Task instructions:
Which lines of the entries below run from the one holding "repository 629d0ce048492a6b" to the one holding "pub mod model;", inclusive? Set down exactly those lines and no others.

Record excerpts section start

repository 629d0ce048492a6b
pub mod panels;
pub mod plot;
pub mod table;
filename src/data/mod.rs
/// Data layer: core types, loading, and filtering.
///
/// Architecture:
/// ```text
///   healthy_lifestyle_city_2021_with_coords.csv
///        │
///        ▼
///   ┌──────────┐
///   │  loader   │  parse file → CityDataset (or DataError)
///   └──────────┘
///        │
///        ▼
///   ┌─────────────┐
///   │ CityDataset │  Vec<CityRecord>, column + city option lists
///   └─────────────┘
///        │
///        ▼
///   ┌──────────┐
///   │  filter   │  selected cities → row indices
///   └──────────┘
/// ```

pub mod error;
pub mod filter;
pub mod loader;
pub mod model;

Record excerpts section end
Record excerpts section start

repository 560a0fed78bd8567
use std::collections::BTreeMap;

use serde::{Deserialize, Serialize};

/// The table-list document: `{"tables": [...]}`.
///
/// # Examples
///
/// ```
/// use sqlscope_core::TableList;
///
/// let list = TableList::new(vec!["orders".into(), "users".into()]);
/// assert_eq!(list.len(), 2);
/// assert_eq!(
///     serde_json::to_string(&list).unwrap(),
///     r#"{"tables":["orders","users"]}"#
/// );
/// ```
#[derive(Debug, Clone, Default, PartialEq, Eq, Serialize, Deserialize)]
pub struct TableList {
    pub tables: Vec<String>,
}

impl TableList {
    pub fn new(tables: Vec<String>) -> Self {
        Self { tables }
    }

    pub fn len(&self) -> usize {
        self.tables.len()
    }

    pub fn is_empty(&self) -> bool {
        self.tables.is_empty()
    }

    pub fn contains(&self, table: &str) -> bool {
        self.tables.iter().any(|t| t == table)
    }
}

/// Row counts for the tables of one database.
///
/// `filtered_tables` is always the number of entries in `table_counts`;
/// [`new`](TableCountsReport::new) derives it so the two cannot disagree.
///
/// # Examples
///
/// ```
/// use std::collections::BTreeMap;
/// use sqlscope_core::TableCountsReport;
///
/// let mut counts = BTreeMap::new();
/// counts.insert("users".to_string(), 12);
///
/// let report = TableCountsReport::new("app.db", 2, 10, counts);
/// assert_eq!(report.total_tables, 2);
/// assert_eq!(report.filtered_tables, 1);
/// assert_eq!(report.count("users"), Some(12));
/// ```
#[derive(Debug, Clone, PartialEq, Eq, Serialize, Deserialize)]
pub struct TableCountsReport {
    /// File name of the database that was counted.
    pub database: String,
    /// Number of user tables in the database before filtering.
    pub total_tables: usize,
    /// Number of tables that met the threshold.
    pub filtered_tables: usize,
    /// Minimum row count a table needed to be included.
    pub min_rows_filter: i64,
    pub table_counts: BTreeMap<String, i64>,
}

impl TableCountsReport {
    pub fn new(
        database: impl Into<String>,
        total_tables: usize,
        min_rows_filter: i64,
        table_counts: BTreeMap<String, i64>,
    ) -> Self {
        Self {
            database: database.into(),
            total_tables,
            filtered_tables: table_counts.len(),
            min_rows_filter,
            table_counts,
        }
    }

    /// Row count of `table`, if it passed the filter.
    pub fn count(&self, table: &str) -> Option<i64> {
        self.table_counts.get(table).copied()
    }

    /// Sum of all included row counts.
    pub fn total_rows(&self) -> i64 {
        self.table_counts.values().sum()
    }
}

Record excerpts section end

Expected answer:
repository 629d0ce048492a6b
pub mod panels;
pub mod plot;
pub mod table;
filename src/data/mod.rs
/// Data layer: core types, loading, and filtering.
///
/// Architecture:
/// ```text
///   healthy_lifestyle_city_2021_with_coords.csv
///        │
///        ▼
///   ┌──────────┐
///   │  loader   │  parse file → CityDataset (or DataError)
///   └──────────┘
///        │
///        ▼
///   ┌─────────────┐
///   │ CityDataset │  Vec<CityRecord>, column + city option lists
///   └─────────────┘
///        │
///        ▼
///   ┌──────────┐
///   │  filter   │  selected cities → row indices
///   └──────────┘
/// ```

pub mod error;
pub mod filter;
pub mod loader;
pub mod model;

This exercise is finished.